#### PROBLEM TO WORK ON
For the entries below, report the number of lines where the string "quantity" appears, and only that number.

#### RECORDS TO USE ####

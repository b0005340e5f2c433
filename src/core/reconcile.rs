//! Import reconciliation - merges an external snapshot into the store without duplicates.
//!
//! Products and ingredients are matched by exact name and never overwritten. Recipe
//! rows are resolved against the store *after* the new records were inserted (the
//! same `&mut EntityStore` is used throughout, so there is no stale view to read),
//! grouped per product, and committed with the store's replace-all operation.

use crate::{
    core::{
        exchange::{ImportIngredient, ImportProduct, ImportRequirement, ImportSnapshot},
        store::EntityStore,
    },
    errors::Result,
    models::{IngredientDraft, ProductDraft, RequirementRow, Unit},
};
use tracing::{debug, info, warn};

/// What an import changed.
#[derive(Debug, Clone, Default, PartialEq, Eq)]
pub struct ImportSummary {
    /// Products created
    pub products_added: usize,
    /// Products skipped because the name already existed
    pub products_existing: usize,
    /// Ingredients created
    pub ingredients_added: usize,
    /// Ingredients skipped because the name already existed
    pub ingredients_existing: usize,
    /// Product or ingredient records rejected (blank name, bad unit or price)
    pub records_invalid: usize,
    /// Products whose recipe was replaced
    pub recipes_replaced: usize,
    /// Recipe rows committed
    pub requirements_committed: usize,
    /// Recipe rows dropped (unresolved side or non-positive quantity)
    pub requirements_dropped: usize,
}

/// Merges `snapshot` into `store`.
///
/// # Errors
/// Only fails on an internal inconsistency; every row handed to the store has been
/// resolved against it first.
pub fn import_snapshot(store: &mut EntityStore, snapshot: &ImportSnapshot) -> Result<ImportSummary> {
    let mut summary = ImportSummary::default();

    for record in &snapshot.products {
        import_product(store, record, &mut summary);
    }
    for record in &snapshot.ingredients {
        import_ingredient(store, record, &mut summary);
    }

    let groups = resolve_requirements(store, &snapshot.requirements, &mut summary);
    for (product_id, rows) in groups {
        summary.requirements_committed += store.upsert_requirement_rows(&product_id, rows)?;
        summary.recipes_replaced += 1;
    }

    info!(
        "Import finished: {} products and {} ingredients added, {} recipes replaced ({} rows, {} dropped)",
        summary.products_added,
        summary.ingredients_added,
        summary.recipes_replaced,
        summary.requirements_committed,
        summary.requirements_dropped
    );
    Ok(summary)
}

fn import_product(store: &mut EntityStore, record: &ImportProduct, summary: &mut ImportSummary) {
    if store.product_by_name(record.name.trim()).is_some() {
        summary.products_existing += 1;
        return;
    }

    let draft = ProductDraft::new(
        record.name.clone(),
        record.product_type.clone().unwrap_or_default(),
        record.default_margin_percent.unwrap_or(0.0),
    );
    match draft {
        Ok(draft) => {
            store.add_product(draft);
            summary.products_added += 1;
        }
        Err(e) => {
            warn!("Skipping imported product '{}': {}", record.name, e);
            summary.records_invalid += 1;
        }
    }
}

fn import_ingredient(
    store: &mut EntityStore,
    record: &ImportIngredient,
    summary: &mut ImportSummary,
) {
    if store.ingredient_by_name(record.name.trim()).is_some() {
        summary.ingredients_existing += 1;
        return;
    }

    let draft = record.unit.parse::<Unit>().and_then(|unit| {
        IngredientDraft::new(
            record.name.clone(),
            unit,
            record.price_per_unit.unwrap_or(0.0),
        )
    });
    match draft {
        Ok(draft) => {
            store.add_ingredient(draft);
            summary.ingredients_added += 1;
        }
        Err(e) => {
            warn!("Skipping imported ingredient '{}': {}", record.name, e);
            summary.records_invalid += 1;
        }
    }
}

/// Resolves each row to store ids and groups them by product, keeping first-seen order.
fn resolve_requirements(
    store: &EntityStore,
    records: &[ImportRequirement],
    summary: &mut ImportSummary,
) -> Vec<(String, Vec<RequirementRow>)> {
    let mut groups: Vec<(String, Vec<RequirementRow>)> = Vec::new();

    for record in records {
        let product_id = lookup(
            record.product_id.as_deref(),
            record.product.as_deref(),
            |id| store.product(id).map(|p| p.id.clone()),
            |name| store.product_by_name(name).map(|p| p.id.clone()),
        );
        let ingredient_id = lookup(
            record.ingredient_id.as_deref(),
            record.ingredient.as_deref(),
            |id| store.ingredient(id).map(|i| i.id.clone()),
            |name| store.ingredient_by_name(name).map(|i| i.id.clone()),
        );
        let qty = record.qty_per_product.unwrap_or(0.0);

        let (Some(product_id), Some(ingredient_id)) = (product_id, ingredient_id) else {
            debug!("Dropping unresolved recipe row {:?}", record);
            summary.requirements_dropped += 1;
            continue;
        };
        let row = RequirementRow::new(ingredient_id, qty);
        if !row.is_committable() {
            debug!("Dropping recipe row with quantity {}", qty);
            summary.requirements_dropped += 1;
            continue;
        }

        match groups.iter_mut().find(|(pid, _)| *pid == product_id) {
            Some((_, rows)) => rows.push(row),
            None => groups.push((product_id, vec![row])),
        }
    }

    groups
}

/// Id lookup first, name lookup as the fallback.
fn lookup(
    id: Option<&str>,
    name: Option<&str>,
    by_id: impl Fn(&str) -> Option<String>,
    by_name: impl Fn(&str) -> Option<String>,
) -> Option<String> {
    id.filter(|id| !id.is_empty())
        .and_then(by_id)
        .or_else(|| name.map(str::trim).filter(|n| !n.is_empty()).and_then(by_name))
}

####

#### SOLUTION
2